__Goal of the exercise__
For each line in the data below that holds "names", return a copy.

__Task input__
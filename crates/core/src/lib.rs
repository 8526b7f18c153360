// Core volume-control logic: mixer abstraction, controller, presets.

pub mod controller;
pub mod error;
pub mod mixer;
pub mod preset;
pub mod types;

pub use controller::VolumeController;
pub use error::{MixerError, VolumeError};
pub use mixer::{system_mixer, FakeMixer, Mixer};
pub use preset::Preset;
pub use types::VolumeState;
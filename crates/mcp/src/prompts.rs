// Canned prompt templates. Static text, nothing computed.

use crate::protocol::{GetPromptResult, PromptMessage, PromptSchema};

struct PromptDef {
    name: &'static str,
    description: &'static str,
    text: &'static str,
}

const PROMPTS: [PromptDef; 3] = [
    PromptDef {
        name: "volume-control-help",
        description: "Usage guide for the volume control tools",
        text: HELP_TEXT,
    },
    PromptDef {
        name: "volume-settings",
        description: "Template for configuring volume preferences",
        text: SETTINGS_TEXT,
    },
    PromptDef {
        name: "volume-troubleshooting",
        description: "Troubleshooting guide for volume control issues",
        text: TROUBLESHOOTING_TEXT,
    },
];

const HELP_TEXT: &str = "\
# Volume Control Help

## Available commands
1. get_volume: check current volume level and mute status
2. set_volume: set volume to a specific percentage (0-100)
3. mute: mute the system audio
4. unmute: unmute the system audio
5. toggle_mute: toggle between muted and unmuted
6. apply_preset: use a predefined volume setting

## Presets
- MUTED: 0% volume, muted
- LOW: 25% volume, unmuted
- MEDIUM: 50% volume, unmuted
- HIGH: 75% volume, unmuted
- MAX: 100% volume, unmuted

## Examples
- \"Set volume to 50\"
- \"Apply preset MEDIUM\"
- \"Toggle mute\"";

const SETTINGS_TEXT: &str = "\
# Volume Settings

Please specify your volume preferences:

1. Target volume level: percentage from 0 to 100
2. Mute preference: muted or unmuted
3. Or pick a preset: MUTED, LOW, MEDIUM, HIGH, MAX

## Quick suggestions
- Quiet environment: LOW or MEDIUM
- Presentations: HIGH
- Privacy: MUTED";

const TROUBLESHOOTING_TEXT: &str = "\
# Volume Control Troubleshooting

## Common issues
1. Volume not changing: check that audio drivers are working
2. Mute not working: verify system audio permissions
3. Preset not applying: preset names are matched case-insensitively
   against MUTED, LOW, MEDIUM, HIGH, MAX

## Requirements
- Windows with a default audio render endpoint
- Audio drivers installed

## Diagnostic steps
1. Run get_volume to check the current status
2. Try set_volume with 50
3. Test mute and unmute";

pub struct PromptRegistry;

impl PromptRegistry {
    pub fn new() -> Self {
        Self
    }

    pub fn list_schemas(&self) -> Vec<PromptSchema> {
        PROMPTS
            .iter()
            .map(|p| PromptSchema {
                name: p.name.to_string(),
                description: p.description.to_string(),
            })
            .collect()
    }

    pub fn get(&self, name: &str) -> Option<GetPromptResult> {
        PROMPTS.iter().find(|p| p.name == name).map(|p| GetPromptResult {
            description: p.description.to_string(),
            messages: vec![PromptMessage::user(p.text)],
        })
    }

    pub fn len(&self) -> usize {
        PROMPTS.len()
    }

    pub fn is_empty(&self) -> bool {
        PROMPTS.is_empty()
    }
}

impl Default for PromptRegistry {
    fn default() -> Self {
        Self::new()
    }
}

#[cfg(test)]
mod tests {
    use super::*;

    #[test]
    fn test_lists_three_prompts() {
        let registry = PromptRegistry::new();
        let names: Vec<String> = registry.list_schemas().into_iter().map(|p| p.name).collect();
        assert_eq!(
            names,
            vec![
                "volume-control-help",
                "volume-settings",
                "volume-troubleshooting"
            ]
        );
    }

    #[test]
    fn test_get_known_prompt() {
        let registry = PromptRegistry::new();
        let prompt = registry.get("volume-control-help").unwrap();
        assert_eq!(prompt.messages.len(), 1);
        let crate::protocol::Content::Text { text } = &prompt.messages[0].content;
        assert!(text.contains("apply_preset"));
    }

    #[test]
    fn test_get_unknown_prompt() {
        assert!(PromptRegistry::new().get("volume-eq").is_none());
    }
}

__Response to this task__
3. Preset not applying: preset names are matched case-insensitively
        let names: Vec<String> = registry.list_schemas().into_iter().map(|p| p.name).collect();
            names,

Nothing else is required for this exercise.